About this exercise
Extract all of the entries and give them again, word for word.
=== Section Start ===
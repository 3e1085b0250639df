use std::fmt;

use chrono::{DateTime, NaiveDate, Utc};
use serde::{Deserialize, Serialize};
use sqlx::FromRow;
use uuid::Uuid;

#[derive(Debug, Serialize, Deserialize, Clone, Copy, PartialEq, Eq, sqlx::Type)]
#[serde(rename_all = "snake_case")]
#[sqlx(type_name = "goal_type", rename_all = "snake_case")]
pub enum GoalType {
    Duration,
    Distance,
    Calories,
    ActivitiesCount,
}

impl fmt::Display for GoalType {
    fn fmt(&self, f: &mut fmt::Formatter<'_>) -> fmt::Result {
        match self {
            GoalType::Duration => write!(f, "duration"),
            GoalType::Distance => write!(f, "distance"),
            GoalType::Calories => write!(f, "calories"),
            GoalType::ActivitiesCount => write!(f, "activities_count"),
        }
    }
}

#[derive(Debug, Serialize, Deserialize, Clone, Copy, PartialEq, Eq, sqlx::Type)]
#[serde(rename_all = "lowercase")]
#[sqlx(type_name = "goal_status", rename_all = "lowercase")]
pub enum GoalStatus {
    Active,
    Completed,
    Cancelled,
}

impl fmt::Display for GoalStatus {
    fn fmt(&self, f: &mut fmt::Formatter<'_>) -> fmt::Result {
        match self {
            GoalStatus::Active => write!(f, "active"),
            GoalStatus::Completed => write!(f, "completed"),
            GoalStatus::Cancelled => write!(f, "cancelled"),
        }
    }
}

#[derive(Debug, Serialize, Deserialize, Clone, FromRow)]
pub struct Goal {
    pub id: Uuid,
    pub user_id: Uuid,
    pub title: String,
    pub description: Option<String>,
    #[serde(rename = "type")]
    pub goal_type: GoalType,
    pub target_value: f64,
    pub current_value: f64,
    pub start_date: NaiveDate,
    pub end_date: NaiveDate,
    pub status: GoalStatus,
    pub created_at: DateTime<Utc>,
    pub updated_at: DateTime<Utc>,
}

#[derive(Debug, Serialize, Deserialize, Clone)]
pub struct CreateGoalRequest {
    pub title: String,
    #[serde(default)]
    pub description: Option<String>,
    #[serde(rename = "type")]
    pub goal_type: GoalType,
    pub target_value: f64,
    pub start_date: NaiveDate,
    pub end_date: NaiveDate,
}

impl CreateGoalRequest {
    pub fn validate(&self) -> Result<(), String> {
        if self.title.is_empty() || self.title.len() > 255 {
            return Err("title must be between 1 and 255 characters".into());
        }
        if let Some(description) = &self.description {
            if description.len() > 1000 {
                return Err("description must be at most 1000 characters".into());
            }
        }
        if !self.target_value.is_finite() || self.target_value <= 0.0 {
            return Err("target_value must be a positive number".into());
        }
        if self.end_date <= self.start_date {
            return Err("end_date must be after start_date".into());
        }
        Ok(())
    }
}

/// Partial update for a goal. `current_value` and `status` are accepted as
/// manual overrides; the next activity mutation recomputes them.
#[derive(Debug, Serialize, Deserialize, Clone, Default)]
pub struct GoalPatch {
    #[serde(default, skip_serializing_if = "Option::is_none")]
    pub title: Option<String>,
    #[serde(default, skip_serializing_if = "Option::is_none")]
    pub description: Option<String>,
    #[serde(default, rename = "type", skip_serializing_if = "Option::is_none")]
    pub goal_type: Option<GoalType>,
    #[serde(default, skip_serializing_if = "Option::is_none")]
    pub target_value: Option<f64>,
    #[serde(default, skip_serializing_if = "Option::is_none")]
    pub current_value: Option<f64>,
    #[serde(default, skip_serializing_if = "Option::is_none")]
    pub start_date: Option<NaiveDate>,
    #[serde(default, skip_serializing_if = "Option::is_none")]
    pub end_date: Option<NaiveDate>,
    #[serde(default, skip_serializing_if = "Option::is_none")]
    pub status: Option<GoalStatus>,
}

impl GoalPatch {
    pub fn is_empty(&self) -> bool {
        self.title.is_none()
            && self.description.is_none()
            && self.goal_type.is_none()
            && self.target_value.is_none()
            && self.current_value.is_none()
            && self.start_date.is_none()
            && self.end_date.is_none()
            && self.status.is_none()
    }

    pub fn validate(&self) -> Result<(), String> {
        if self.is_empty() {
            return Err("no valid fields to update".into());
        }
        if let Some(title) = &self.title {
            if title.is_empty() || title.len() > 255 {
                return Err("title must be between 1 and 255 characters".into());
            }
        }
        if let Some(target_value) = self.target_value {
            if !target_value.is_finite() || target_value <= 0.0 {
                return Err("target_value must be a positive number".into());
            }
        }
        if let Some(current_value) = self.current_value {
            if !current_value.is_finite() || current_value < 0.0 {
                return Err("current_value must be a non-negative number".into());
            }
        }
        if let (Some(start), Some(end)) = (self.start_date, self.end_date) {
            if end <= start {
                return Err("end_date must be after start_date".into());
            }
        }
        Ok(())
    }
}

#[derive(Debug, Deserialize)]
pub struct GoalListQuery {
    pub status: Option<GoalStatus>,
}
=== Section End ===
Exercise response
repository 3e1085b0250639df
use std::fmt;

use chrono::{DateTime, NaiveDate, Utc};
use serde::{Deserialize, Serialize};
use sqlx::FromRow;
use uuid::Uuid;

#[derive(Debug, Serialize, Deserialize, Clone, Copy, PartialEq, Eq, sqlx::Type)]
#[serde(rename_all = "snake_case")]
#[sqlx(type_name = "goal_type", rename_all = "snake_case")]
pub enum GoalType {
    Duration,
    Distance,
    Calories,
    ActivitiesCount,
}

impl fmt::Display for GoalType {
    fn fmt(&self, f: &mut fmt::Formatter<'_>) -> fmt::Result {
        match self {
            GoalType::Duration => write!(f, "duration"),
            GoalType::Distance => write!(f, "distance"),
            GoalType::Calories => write!(f, "calories"),
            GoalType::ActivitiesCount => write!(f, "activities_count"),
        }
    }
}

#[derive(Debug, Serialize, Deserialize, Clone, Copy, PartialEq, Eq, sqlx::Type)]
#[serde(rename_all = "lowercase")]
#[sqlx(type_name = "goal_status", rename_all = "lowercase")]
pub enum GoalStatus {
    Active,
    Completed,
    Cancelled,
}

impl fmt::Display for GoalStatus {
    fn fmt(&self, f: &mut fmt::Formatter<'_>) -> fmt::Result {
        match self {
            GoalStatus::Active => write!(f, "active"),
            GoalStatus::Completed => write!(f, "completed"),
            GoalStatus::Cancelled => write!(f, "cancelled"),
        }
    }
}

#[derive(Debug, Serialize, Deserialize, Clone, FromRow)]
pub struct Goal {
    pub id: Uuid,
    pub user_id: Uuid,
    pub title: String,
    pub description: Option<String>,
    #[serde(rename = "type")]
    pub goal_type: GoalType,
    pub target_value: f64,
    pub current_value: f64,
    pub start_date: NaiveDate,
    pub end_date: NaiveDate,
    pub status: GoalStatus,
    pub created_at: DateTime<Utc>,
    pub updated_at: DateTime<Utc>,
}

#[derive(Debug, Serialize, Deserialize, Clone)]
pub struct CreateGoalRequest {
    pub title: String,
    #[serde(default)]
    pub description: Option<String>,
    #[serde(rename = "type")]
    pub goal_type: GoalType,
    pub target_value: f64,
    pub start_date: NaiveDate,
    pub end_date: NaiveDate,
}

impl CreateGoalRequest {
    pub fn validate(&self) -> Result<(), String> {
        if self.title.is_empty() || self.title.len() > 255 {
            return Err("title must be between 1 and 255 characters".into());
        }
        if let Some(description) = &self.description {
            if description.len() > 1000 {
                return Err("description must be at most 1000 characters".into());
            }
        }
        if !self.target_value.is_finite() || self.target_value <= 0.0 {
            return Err("target_value must be a positive number".into());
        }
        if self.end_date <= self.start_date {
            return Err("end_date must be after start_date".into());
        }
        Ok(())
    }
}

/// Partial update for a goal. `current_value` and `status` are accepted as
/// manual overrides; the next activity mutation recomputes them.
#[derive(Debug, Serialize, Deserialize, Clone, Default)]
pub struct GoalPatch {
    #[serde(default, skip_serializing_if = "Option::is_none")]
    pub title: Option<String>,
    #[serde(default, skip_serializing_if = "Option::is_none")]
    pub description: Option<String>,
    #[serde(default, rename = "type", skip_serializing_if = "Option::is_none")]
    pub goal_type: Option<GoalType>,
    #[serde(default, skip_serializing_if = "Option::is_none")]
    pub target_value: Option<f64>,
    #[serde(default, skip_serializing_if = "Option::is_none")]
    pub current_value: Option<f64>,
    #[serde(default, skip_serializing_if = "Option::is_none")]
    pub start_date: Option<NaiveDate>,
    #[serde(default, skip_serializing_if = "Option::is_none")]
    pub end_date: Option<NaiveDate>,
    #[serde(default, skip_serializing_if = "Option::is_none")]
    pub status: Option<GoalStatus>,
}

impl GoalPatch {
    pub fn is_empty(&self) -> bool {
        self.title.is_none()
            && self.description.is_none()
            && self.goal_type.is_none()
            && self.target_value.is_none()
            && self.current_value.is_none()
            && self.start_date.is_none()
            && self.end_date.is_none()
            && self.status.is_none()
    }

    pub fn validate(&self) -> Result<(), String> {
        if self.is_empty() {
            return Err("no valid fields to update".into());
        }
        if let Some(title) = &self.title {
            if title.is_empty() || title.len() > 255 {
                return Err("title must be between 1 and 255 characters".into());
            }
        }
        if let Some(target_value) = self.target_value {
            if !target_value.is_finite() || target_value <= 0.0 {
                return Err("target_value must be a positive number".into());
            }
        }
        if let Some(current_value) = self.current_value {
            if !current_value.is_finite() || current_value < 0.0 {
                return Err("current_value must be a non-negative number".into());
            }
        }
        if let (Some(start), Some(end)) = (self.start_date, self.end_date) {
            if end <= start {
                return Err("end_date must be after start_date".into());
            }
        }
        Ok(())
    }
}

#[derive(Debug, Deserialize)]
pub struct GoalListQuery {
    pub status: Option<GoalStatus>,
}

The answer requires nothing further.